I'm just feeling frustrated with the process. Now he is talking about adding on to the front of the house (it's a small lot in a neighborhood and we don't want to encroach on our backyard). He says he would rather stay here and add on than take a loss on the house. Every time we talk about this it seems to end up in an argument. I feel like he is being unrealistic with the whole process. I tried to point out that we would most likely lose money with an addition as well. But he is so stubborn on this whole issue.

I don't want to keep arguing about our house. Thoughts? Advice??


----------



## Gaia (Apr 27, 2012)

Why do you feel that you would lose money with add ons? One suggestion I can make is... with a full basement you could easily add on another room down there.. perhaps two. That would increase the value of your home.


----------



## Thor (Oct 31, 2011)

mom, are you handy with a calculator? The effect of low mortgage rates is far stronger than minor price differences. Which means that you are better off getting a killer low mortgage today than trying to time the market for the best price.

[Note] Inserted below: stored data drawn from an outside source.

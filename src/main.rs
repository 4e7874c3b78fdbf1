//! `tsdb-bench`: replay CSV query parameters against TimescaleDB and print
//! latency statistics.

use std::io;
use std::path::PathBuf;
use std::sync::Arc;

use anyhow::Context;
use clap::Parser;
use tracing::info;

use tsdb_dispatch::builders::build_pool;
use tsdb_dispatch::config::BenchConfig;
use tsdb_dispatch::core::AppResult;
use tsdb_dispatch::infra::{replay_params, replay_params_file, Querier};
use tsdb_dispatch::util::init_tracing;

#[derive(Parser, Debug)]
#[command(author, version, about = "Replay time-range queries against TimescaleDB and report latency")]
struct Args {
    /// Path to CSV file with input query params; reads stdin when absent
    #[arg(long)]
    csv: Option<PathBuf>,

    /// Number of workers sending queries in parallel [default: 10]
    #[arg(long)]
    workers: Option<usize>,

    /// JSON benchmark configuration file
    #[arg(long)]
    config: Option<PathBuf>,
}

#[tokio::main]
async fn main() -> AppResult<()> {
    let _ = dotenvy::dotenv();
    init_tracing();
    let args = Args::parse();

    let mut cfg = match &args.config {
        Some(path) => {
            let raw = std::fs::read_to_string(path)
                .with_context(|| format!("reading config {}", path.display()))?;
            BenchConfig::from_json_str(&raw).map_err(anyhow::Error::msg)?
        }
        None => BenchConfig::default(),
    };
    if let Some(workers) = args.workers {
        cfg.workers = workers;
    }
    cfg.validate().map_err(anyhow::Error::msg)?;

    let dsn = cfg.resolve_database_url().map_err(anyhow::Error::msg)?;
    let querier = Querier::connect(&dsn, cfg.workers)
        .await
        .context("connecting to database")?;

    let pool = Arc::new(build_pool(&cfg, querier.clone())?);
    info!(workers = cfg.workers, "benchmark started");

    // CSV reading and submission block on backpressure; keep them off the
    // runtime that drives the database connections. The pool is stopped on
    // every path out of the replay.
    let producer = Arc::clone(&pool);
    let csv = args.csv;
    let replayed = tokio::task::spawn_blocking(move || match csv {
        Some(path) => replay_params_file(producer.as_ref(), &path),
        None => {
            println!("Awaiting CSV input from stdin:");
            replay_params(producer.as_ref(), io::stdin().lock())
        }
    })
    .await;

    let outcome = match replayed {
        Ok(Ok(submitted)) => {
            info!(submitted, "input exhausted, lanes drained");
            pool.stats().map_err(anyhow::Error::from)
        }
        Ok(Err(err)) => Err(err.into()),
        Err(err) => Err(err.into()),
    };

    querier.close().await;
    let stats = outcome?;
    println!("{stats}");
    Ok(())
}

In your case, your hubby is trying to avoid losing about $5k on your current home. Let's assume you stay for 5 more years and the value goes up to $200k. You sell and buy something else, say for $250k. But mortgage rates are up to 8% at that time. What will your payments be on that new home? How much interest will you pay over the life of the mortgage?

Compare that to you selling today for $150k. After realtor fees and paying off your existing mortgage you walk away with $20k. You buy a new home for $200k, so you borrow $180k at 3.5%. What are your payments on this mortgage? _What is the total interest you pay over the life of the mortgage_?

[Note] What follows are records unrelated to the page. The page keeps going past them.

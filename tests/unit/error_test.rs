//! Tests for error types

use tsdb_dispatch::core::DispatchError;

#[test]
fn test_invalid_lane_count_error() {
    let err = DispatchError::InvalidLaneCount(0);
    assert_eq!(format!("{}", err), "lane count must be at least 1, got 0");
}

#[test]
fn test_lifecycle_errors() {
    assert_eq!(DispatchError::AlreadyStarted.to_string(), "pool already started");
    assert_eq!(DispatchError::NotStarted.to_string(), "pool not started");
    assert_eq!(DispatchError::AlreadyStopped.to_string(), "pool already stopped");
    assert_eq!(
        DispatchError::NotStopped.to_string(),
        "pool not stopped; stats are only available after stop"
    );
}

#[test]
fn test_lane_errors() {
    assert_eq!(DispatchError::LaneDisconnected(3).to_string(), "lane 3 is disconnected");
    assert_eq!(DispatchError::LanePanicked(1).to_string(), "lane 1 panicked");

    let err = DispatchError::LaneSpawn {
        lane: 2,
        source: std::io::Error::new(std::io::ErrorKind::Other, "out of threads"),
    };
    assert_eq!(err.to_string(), "failed to spawn lane 2: out of threads");
    assert!(std::error::Error::source(&err).is_some());
}

#[test]
fn test_invalid_config_error() {
    let err = DispatchError::InvalidConfig("lane_capacity must be greater than 0".to_string());
    assert_eq!(
        format!("{}", err),
        "invalid configuration: lane_capacity must be greater than 0"
    );
}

If you build an addition onto your existing home, how much will it cost? Instead of spending it on the addition, how many payments on a new house would that money make?

Your home is not an investment, it is an expense. It is also your _home_ where your family lives and where your kids grow up. Being financially responsible is extremely important, but one has to look at the whole picture with a home. In the long run is small loss today worth it to get into a better home? (this is a judgment only you can make based on your situation).

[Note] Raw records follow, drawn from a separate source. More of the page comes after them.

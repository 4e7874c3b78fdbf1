//! Configuration models for the dispatch pool and benchmark runs.

pub mod pool;

pub use pool::{BenchConfig, DispatchConfig, DEFAULT_LANE_CAPACITY, DEFAULT_WORKERS, DSN_ENV_VAR};
//! Benchmarks for the dispatch pool.
//!
//! Benchmarks cover:
//! - Key routing hash
//! - Submit-and-drain throughput across lane counts
//! - Post-run statistics aggregation

use criterion::{criterion_group, criterion_main, BenchmarkId, Criterion, Throughput};
use std::hint::black_box;
use std::time::Duration;

use tsdb_dispatch::config::DispatchConfig;
use tsdb_dispatch::core::{lane_for, DispatchPool, FnExecutor, StatsSummary, WorkItem};

fn routing_keys(n: usize) -> Vec<String> {
    (0..n).map(|i| format!("host_{i:06}")).collect()
}

fn bench_routing(c: &mut Criterion) {
    let keys = routing_keys(1_000);
    let mut group = c.benchmark_group("routing");
    group.throughput(Throughput::Elements(keys.len() as u64));
    group.bench_function("lane_for_1000_keys", |b| {
        b.iter(|| {
            for key in &keys {
                black_box(lane_for(black_box(key), 10));
            }
        });
    });
    group.finish();
}

fn bench_submit_drain(c: &mut Criterion) {
    let keys = routing_keys(200);
    let mut group = c.benchmark_group("submit_drain");
    group.throughput(Throughput::Elements(keys.len() as u64));

    for lanes in [1usize, 4, 10] {
        group.bench_with_input(BenchmarkId::from_parameter(lanes), &lanes, |b, &lanes| {
            b.iter(|| {
                let executor = FnExecutor::new(|_lane: usize, item: &WorkItem<usize>| {
                    black_box(item.payload());
                });
                let pool = DispatchPool::new(DispatchConfig::new(), executor).unwrap();
                pool.start(lanes).unwrap();
                for (i, key) in keys.iter().enumerate() {
                    pool.submit(WorkItem::new(key.clone(), i).unwrap()).unwrap();
                }
                pool.stop().unwrap();
                black_box(pool.stats().unwrap())
            });
        });
    }
    group.finish();
}

fn bench_stats(c: &mut Criterion) {
    let mut group = c.benchmark_group("stats");
    for size in [1_000u64, 100_000] {
        let samples: Vec<Duration> = (0..size)
            .map(|i| Duration::from_micros((i * 7_919) % 50_000))
            .collect();
        group.throughput(Throughput::Elements(size));
        group.bench_with_input(BenchmarkId::from_parameter(size), &samples, |b, samples| {
            b.iter(|| {
                let mut copy = samples.clone();
                black_box(StatsSummary::from_samples(Duration::from_secs(1), &mut copy))
            });
        });
    }
    group.finish();
}

criterion_group!(benches, bench_routing, bench_submit_drain, bench_stats);
criterion_main!(benches);
//! Dispatch engine: routing, worker lanes, pool lifecycle and latency stats.

pub mod dispatch_pool;
pub mod error;
pub mod executor;
pub mod observer;
pub mod routing;
pub mod stats;
pub mod work_item;

pub use dispatch_pool::{DispatchPool, LaneState};
pub use error::{AppResult, DispatchError};
pub use executor::{FnExecutor, QueryExecutor};
pub use observer::{DispatchObserver, NoopObserver};
pub use routing::{lane_for, route_hash};
pub use stats::StatsSummary;
pub use work_item::WorkItem;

I am very negative on the economy for the next 5 years. I think there can be no doubt that interest rates are going to skyrocket. At my age, 51, I remember when mortgages were running at 20%!!! Inflation is going to spike also. I think we will easily see 15% inflation.

What this means, if it happens, is that a mortgage at today's rates is like free money being given away. Even if I am wrong on the magnitude of the financial crisis ahead, everybody knows that interest rates are at an all time low and they must go back up in the fairly near future.

I would get a 30 year mortgage and make the minimum payment on it, but I would calculate the payments of a 10 or 15 year mortgage and bank the difference. Put it in a cross section of indexed funds which will grow with the stock market. As inflation and interest rates go up, the market will go up over time also. There will be down periods, too, but that is a great time to buy cheap. Over 10, 20, or 30 years the market will rise approximately with inflation. Your investments will thus grow much faster than the 3.5% interest rate on your mortgage.

Avoid bonds, though, because they will lose value when inflation and interest rates go up. In this case bonds are not safe, they are a loser.


----------



## momtwo4 (May 23, 2012)

Thor said:


> mom, are you handy with a calculator? The effect of low mortgage rates is far stronger than minor price differences. Which means that you are better off getting a killer low mortgage today than trying to time the market for the best price.
> 
> In your case, your hubby is trying to avoid losing about $5k on your current home. Let's assume you stay for 5 more years and the value goes up to $200k. You sell and buy something else, say for $250k. But mortgage rates are up to 8% at that time. What will your payments be on that new home? How much interest will you pay over the life of the mortgage?
> 
> ...


Can I pay you to talk to my husband? LOL I think a small loss is definitely worth it so that we can be comfortable in the long run. We do not plan on moving out of the area. We would be buying for the long term. I think we would certainly benefit from crunching some numbers. Neither of us are particularly good at math (I have my MA in English and my H is a psychologist) but we certainly need to see some hard numbers to help us make this decision.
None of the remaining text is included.